EXERCISE BRIEF
Below are the entries; return every line among them that holds the word "usize".

□ □ □ □ □ □ □

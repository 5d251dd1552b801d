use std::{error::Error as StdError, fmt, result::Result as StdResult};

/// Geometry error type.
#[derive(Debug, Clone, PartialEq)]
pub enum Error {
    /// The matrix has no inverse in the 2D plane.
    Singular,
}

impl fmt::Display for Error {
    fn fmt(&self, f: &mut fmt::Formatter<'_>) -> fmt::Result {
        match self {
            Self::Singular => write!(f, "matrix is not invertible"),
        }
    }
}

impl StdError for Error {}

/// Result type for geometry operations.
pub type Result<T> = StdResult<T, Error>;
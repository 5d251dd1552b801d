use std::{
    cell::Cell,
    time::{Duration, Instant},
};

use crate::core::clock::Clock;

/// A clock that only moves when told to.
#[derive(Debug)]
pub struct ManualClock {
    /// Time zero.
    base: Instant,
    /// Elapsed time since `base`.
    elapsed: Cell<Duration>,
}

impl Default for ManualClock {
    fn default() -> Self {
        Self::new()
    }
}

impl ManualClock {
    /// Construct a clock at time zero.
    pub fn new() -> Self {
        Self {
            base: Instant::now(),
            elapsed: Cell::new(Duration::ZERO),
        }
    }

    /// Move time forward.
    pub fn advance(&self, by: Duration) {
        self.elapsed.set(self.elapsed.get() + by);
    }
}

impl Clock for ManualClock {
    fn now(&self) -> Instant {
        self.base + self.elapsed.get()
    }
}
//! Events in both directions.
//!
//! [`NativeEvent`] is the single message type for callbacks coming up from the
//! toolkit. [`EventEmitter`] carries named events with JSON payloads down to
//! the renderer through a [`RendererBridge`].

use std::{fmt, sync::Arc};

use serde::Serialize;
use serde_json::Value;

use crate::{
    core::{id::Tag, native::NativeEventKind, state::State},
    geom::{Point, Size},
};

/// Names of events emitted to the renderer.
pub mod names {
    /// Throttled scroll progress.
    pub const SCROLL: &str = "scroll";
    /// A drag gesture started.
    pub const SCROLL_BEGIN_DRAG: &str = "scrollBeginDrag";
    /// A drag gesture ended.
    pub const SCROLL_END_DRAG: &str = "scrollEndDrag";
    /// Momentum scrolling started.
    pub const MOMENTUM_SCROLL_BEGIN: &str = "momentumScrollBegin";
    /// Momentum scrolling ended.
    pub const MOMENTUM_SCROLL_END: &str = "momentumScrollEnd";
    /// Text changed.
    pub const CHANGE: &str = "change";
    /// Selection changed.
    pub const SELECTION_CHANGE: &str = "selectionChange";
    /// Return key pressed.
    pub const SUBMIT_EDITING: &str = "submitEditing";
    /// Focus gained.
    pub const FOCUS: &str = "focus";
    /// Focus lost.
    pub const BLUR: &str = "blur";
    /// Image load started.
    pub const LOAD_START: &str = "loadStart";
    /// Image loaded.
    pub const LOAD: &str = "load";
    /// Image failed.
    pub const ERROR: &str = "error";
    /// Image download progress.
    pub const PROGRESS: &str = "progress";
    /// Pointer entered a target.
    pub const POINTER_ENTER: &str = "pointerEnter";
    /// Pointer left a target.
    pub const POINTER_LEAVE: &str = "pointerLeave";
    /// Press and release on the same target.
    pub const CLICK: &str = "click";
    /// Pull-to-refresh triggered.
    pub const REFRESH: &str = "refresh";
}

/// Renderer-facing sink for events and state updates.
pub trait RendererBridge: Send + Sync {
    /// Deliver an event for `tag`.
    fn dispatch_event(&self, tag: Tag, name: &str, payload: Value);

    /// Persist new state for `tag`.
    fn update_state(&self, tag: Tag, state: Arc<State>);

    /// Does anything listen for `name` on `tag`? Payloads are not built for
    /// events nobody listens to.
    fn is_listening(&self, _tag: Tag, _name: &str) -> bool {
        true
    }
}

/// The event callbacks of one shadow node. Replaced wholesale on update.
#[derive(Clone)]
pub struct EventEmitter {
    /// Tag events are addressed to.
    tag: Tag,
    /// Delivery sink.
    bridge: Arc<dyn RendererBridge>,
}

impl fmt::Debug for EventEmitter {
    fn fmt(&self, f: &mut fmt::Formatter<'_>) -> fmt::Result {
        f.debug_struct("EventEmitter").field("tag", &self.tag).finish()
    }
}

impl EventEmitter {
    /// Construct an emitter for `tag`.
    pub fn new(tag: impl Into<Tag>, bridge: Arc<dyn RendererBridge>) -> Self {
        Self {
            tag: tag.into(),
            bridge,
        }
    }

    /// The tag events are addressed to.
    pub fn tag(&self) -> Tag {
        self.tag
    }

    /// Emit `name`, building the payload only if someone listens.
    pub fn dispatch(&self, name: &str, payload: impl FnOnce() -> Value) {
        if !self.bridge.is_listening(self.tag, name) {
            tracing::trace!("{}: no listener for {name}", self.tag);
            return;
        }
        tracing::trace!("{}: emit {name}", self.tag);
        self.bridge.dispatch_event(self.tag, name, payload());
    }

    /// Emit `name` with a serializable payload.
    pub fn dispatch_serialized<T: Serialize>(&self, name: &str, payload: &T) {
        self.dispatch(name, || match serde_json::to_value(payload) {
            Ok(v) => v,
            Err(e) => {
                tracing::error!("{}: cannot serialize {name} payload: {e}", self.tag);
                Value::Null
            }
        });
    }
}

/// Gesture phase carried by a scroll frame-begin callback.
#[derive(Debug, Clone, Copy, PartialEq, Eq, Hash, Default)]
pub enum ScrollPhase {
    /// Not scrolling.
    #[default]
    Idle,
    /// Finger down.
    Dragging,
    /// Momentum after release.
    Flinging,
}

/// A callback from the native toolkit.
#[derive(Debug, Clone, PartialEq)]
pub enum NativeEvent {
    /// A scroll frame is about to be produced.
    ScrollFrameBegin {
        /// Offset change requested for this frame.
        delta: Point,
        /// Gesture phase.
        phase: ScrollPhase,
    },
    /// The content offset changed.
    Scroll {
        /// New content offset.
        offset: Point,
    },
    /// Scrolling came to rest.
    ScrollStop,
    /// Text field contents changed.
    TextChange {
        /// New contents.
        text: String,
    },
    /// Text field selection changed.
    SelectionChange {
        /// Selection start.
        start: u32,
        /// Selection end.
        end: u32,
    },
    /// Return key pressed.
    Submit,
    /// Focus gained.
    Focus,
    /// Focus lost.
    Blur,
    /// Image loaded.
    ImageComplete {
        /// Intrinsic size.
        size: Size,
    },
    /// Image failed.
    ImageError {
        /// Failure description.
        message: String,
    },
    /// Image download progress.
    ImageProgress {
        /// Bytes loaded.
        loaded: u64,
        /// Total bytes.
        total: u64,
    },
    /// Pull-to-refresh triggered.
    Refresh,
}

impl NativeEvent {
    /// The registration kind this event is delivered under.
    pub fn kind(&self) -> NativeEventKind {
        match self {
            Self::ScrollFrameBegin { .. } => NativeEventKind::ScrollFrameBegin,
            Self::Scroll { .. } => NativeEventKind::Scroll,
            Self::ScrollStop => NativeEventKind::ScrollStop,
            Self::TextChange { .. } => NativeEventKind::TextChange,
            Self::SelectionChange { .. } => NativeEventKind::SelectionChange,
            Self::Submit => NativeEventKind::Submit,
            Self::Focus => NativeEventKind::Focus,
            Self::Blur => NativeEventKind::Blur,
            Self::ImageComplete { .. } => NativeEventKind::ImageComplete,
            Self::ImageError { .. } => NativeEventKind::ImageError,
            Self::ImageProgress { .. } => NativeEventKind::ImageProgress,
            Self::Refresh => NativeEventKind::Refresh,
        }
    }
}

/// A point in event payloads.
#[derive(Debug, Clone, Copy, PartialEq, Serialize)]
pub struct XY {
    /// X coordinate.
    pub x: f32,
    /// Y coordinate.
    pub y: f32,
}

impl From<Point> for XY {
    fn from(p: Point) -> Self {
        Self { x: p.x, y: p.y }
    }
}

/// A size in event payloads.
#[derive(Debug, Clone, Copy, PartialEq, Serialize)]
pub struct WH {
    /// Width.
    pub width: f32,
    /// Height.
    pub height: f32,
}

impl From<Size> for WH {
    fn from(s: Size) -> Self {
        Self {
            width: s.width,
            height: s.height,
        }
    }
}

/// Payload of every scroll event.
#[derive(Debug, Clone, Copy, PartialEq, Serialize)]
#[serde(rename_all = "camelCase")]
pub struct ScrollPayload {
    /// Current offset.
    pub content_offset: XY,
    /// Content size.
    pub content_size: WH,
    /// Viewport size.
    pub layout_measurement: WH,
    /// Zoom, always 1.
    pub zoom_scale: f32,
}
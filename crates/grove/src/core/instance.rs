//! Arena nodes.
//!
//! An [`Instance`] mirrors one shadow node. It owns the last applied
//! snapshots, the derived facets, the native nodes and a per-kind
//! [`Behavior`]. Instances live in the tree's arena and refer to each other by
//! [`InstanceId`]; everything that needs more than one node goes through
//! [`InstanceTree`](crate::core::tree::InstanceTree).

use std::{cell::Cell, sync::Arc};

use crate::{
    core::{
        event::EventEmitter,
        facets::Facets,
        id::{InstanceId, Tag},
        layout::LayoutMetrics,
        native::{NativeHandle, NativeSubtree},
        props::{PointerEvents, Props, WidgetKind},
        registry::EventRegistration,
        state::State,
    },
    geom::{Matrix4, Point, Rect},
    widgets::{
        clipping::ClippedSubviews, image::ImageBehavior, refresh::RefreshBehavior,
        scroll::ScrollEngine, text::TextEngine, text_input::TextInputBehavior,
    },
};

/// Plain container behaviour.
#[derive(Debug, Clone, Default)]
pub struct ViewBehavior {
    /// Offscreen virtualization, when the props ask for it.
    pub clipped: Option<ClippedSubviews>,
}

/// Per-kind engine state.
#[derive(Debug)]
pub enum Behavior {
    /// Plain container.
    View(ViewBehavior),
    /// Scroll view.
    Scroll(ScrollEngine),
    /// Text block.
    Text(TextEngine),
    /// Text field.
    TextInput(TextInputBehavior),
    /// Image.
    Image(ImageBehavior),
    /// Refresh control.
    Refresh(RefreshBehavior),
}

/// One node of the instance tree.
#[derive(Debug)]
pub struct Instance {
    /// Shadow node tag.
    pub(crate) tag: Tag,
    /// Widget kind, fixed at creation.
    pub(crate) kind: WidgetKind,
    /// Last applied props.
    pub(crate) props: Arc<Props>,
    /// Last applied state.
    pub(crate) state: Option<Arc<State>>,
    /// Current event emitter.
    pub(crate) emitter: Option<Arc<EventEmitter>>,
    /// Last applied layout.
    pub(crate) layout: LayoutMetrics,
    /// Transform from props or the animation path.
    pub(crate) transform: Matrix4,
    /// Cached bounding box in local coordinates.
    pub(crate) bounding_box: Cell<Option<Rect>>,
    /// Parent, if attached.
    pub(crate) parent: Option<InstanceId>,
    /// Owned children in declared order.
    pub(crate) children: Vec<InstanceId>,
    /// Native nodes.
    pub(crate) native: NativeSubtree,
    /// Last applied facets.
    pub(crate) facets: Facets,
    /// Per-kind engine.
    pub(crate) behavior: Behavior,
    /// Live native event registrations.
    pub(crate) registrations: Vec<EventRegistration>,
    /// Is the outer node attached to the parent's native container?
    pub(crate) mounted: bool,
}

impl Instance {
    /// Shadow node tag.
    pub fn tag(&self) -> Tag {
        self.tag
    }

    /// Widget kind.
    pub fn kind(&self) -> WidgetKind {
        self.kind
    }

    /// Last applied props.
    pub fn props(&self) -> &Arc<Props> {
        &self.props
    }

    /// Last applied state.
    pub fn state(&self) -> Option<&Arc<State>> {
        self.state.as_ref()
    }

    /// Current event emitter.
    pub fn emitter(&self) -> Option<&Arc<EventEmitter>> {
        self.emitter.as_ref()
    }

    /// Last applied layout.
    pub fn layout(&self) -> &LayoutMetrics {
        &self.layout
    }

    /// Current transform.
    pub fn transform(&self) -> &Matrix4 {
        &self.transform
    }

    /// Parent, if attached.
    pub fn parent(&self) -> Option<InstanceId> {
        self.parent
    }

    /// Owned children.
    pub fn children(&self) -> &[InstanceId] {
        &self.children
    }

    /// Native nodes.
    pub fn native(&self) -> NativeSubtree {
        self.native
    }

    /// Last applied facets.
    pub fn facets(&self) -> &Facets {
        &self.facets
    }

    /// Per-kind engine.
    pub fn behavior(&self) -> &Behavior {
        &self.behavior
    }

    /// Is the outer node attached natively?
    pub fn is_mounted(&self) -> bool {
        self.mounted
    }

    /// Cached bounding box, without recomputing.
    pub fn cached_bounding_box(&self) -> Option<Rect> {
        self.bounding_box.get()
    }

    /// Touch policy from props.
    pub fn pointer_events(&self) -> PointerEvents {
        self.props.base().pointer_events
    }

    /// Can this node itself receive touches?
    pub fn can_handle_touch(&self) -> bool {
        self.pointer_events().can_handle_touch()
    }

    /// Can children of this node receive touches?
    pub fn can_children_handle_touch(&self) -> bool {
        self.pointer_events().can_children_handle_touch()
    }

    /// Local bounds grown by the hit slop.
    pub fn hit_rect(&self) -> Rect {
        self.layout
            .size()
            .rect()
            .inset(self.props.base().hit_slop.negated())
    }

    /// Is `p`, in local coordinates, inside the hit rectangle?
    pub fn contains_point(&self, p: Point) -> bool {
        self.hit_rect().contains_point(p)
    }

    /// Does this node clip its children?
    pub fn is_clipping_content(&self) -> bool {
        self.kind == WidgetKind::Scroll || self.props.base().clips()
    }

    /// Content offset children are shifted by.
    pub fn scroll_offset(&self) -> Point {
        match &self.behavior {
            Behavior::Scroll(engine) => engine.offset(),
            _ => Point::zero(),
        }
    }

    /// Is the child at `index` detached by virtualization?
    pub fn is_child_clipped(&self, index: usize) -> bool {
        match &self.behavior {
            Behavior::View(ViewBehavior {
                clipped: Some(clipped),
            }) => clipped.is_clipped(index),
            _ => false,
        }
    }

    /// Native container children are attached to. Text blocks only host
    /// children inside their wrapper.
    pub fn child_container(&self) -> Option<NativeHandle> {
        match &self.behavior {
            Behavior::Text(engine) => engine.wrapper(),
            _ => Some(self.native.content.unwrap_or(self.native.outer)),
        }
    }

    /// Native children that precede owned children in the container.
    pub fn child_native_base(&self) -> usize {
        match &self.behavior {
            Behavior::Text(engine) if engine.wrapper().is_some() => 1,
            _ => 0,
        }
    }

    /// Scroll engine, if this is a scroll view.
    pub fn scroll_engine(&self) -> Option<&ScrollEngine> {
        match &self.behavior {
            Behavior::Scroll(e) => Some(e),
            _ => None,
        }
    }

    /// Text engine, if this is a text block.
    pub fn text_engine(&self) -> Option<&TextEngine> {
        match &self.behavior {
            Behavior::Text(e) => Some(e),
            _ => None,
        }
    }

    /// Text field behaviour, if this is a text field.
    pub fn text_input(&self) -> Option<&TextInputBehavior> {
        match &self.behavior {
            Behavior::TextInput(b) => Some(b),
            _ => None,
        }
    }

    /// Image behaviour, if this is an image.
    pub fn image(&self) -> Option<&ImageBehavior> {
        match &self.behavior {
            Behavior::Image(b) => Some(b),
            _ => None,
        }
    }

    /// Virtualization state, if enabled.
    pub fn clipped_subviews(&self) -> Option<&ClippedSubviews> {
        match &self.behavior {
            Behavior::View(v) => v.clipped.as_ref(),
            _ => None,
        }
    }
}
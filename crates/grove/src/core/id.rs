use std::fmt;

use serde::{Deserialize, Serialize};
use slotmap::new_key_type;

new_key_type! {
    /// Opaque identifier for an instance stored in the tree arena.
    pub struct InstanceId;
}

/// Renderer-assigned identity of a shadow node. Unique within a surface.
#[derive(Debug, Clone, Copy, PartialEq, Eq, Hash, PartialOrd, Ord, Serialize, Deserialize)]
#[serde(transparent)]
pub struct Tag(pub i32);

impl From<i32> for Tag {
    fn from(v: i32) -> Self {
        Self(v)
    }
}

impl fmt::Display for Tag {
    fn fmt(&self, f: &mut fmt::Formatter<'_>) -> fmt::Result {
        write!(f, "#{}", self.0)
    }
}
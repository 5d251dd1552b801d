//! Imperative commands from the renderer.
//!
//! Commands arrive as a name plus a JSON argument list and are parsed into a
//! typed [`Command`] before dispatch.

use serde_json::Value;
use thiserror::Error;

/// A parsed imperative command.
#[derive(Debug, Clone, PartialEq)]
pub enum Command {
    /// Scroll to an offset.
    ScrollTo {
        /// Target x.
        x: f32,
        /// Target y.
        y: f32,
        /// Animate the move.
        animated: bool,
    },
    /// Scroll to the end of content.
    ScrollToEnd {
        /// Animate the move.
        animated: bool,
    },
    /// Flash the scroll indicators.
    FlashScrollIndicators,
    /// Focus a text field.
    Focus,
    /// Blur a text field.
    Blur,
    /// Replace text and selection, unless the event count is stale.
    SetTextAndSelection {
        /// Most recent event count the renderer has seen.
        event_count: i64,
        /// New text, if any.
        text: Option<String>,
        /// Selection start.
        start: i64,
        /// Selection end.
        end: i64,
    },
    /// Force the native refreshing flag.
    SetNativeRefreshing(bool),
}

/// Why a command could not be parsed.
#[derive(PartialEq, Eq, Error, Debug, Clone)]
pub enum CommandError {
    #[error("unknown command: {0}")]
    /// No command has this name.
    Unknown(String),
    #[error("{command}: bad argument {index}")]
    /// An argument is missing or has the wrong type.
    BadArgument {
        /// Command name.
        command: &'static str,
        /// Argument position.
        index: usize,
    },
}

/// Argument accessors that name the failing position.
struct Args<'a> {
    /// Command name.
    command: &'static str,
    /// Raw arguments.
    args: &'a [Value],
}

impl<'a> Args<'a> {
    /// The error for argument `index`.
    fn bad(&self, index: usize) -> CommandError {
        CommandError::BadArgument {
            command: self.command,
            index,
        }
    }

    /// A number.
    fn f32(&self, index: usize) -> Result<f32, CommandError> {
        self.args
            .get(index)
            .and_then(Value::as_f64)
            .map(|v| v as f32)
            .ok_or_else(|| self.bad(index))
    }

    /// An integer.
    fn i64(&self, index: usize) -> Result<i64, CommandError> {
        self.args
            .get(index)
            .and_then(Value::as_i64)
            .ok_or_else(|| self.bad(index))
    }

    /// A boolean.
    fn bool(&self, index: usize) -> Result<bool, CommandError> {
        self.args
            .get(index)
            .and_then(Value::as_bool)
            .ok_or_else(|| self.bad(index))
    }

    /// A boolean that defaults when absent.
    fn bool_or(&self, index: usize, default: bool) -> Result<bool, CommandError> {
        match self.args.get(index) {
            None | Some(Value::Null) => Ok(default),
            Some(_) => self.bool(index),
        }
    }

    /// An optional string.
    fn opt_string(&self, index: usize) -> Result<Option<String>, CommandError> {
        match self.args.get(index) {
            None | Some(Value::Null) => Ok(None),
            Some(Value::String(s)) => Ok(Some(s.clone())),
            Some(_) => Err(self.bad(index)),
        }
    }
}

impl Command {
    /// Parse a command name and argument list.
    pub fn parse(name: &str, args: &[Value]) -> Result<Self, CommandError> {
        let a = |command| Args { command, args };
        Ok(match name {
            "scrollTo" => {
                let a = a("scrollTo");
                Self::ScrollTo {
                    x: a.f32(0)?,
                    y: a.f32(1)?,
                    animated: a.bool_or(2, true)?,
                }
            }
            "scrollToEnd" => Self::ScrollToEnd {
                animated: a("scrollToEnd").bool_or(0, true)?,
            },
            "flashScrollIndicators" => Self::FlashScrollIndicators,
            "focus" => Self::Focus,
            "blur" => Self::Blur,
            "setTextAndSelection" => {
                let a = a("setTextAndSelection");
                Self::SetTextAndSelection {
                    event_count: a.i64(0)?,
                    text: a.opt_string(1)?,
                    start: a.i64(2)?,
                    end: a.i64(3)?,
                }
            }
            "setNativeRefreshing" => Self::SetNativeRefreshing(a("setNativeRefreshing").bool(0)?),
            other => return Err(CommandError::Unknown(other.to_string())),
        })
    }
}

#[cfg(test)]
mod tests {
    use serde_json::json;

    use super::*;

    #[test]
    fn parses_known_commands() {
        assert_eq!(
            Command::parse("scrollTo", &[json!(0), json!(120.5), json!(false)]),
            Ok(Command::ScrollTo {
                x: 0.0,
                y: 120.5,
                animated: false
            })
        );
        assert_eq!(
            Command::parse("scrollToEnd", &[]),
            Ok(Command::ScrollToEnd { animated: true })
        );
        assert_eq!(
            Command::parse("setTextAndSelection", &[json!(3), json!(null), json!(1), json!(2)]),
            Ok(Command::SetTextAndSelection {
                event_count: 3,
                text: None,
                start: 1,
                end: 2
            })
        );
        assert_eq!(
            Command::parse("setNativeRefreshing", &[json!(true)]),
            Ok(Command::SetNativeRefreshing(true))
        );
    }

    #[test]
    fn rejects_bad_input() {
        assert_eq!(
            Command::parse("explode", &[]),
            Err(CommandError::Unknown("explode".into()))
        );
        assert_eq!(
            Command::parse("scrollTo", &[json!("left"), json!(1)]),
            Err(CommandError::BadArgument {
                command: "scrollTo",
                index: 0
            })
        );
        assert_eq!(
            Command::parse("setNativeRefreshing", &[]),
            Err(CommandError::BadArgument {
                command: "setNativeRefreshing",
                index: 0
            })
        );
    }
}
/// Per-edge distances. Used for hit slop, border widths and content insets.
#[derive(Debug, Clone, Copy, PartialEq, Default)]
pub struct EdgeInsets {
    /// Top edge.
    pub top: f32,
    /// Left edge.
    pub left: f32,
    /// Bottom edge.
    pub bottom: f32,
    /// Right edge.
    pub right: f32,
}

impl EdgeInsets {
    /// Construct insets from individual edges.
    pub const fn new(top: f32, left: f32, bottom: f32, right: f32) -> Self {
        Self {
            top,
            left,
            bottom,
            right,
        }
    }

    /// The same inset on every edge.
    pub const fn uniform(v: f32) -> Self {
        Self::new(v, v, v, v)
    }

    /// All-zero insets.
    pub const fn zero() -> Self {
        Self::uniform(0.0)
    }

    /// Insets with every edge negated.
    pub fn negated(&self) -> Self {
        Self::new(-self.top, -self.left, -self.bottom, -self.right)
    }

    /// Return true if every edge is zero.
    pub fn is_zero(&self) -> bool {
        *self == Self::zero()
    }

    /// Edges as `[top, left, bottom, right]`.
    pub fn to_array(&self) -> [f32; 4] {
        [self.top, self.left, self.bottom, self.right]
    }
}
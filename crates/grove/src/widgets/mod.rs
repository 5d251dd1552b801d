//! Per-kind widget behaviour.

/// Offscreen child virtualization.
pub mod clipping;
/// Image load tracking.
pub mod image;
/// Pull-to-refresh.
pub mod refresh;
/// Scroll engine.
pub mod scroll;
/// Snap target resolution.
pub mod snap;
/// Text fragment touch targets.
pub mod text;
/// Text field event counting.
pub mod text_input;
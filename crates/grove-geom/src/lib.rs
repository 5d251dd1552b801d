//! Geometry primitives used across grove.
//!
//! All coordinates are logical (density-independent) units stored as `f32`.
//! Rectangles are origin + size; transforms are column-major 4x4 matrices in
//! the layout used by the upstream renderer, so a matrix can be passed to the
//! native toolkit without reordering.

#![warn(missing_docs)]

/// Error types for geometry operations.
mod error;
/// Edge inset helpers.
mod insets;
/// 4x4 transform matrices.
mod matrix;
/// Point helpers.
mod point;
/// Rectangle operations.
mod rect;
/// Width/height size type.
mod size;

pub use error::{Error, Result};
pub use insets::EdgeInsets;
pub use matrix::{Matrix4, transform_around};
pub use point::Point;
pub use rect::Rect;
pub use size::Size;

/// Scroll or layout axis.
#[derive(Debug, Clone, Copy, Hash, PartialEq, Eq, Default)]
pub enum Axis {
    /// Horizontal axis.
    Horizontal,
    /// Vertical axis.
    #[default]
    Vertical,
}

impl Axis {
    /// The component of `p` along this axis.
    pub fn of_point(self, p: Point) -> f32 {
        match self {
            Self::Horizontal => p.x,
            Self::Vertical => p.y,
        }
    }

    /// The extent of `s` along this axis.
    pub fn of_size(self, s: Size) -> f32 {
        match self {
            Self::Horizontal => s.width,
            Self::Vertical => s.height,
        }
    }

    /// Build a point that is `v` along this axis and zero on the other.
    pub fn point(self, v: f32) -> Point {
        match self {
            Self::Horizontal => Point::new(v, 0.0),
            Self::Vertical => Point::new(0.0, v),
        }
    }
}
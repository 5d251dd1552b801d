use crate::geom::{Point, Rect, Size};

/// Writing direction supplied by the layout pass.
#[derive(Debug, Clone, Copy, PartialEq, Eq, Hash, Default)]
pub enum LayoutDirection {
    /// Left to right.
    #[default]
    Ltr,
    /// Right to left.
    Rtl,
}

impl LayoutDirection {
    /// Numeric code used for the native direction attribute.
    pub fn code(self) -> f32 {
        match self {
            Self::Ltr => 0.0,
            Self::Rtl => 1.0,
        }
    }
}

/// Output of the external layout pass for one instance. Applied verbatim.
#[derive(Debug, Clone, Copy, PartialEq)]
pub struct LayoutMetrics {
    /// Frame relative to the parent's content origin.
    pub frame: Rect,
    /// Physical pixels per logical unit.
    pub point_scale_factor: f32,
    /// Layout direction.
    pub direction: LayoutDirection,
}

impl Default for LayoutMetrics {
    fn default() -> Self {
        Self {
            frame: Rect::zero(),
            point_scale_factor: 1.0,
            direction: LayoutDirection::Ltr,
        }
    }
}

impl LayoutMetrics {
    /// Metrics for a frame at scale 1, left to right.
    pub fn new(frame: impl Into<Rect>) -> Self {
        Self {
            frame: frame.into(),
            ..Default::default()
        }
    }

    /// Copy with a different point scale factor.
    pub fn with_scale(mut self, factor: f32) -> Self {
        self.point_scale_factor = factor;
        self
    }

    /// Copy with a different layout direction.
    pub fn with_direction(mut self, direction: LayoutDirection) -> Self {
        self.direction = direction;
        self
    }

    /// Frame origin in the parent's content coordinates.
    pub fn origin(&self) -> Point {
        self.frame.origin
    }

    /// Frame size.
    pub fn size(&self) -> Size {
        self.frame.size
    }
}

□ □ □ □ □ □ □

YOUR SOLUTION
    pub fn is_child_clipped(&self, index: usize) -> bool {
    pub fn child_native_base(&self) -> usize {
        index: usize,
    fn bad(&self, index: usize) -> CommandError {
    fn f32(&self, index: usize) -> Result<f32, CommandError> {
    fn i64(&self, index: usize) -> Result<i64, CommandError> {
    fn bool(&self, index: usize) -> Result<bool, CommandError> {
    fn bool_or(&self, index: usize, default: bool) -> Result<bool, CommandError> {
    fn opt_string(&self, index: usize) -> Result<Option<String>, CommandError> {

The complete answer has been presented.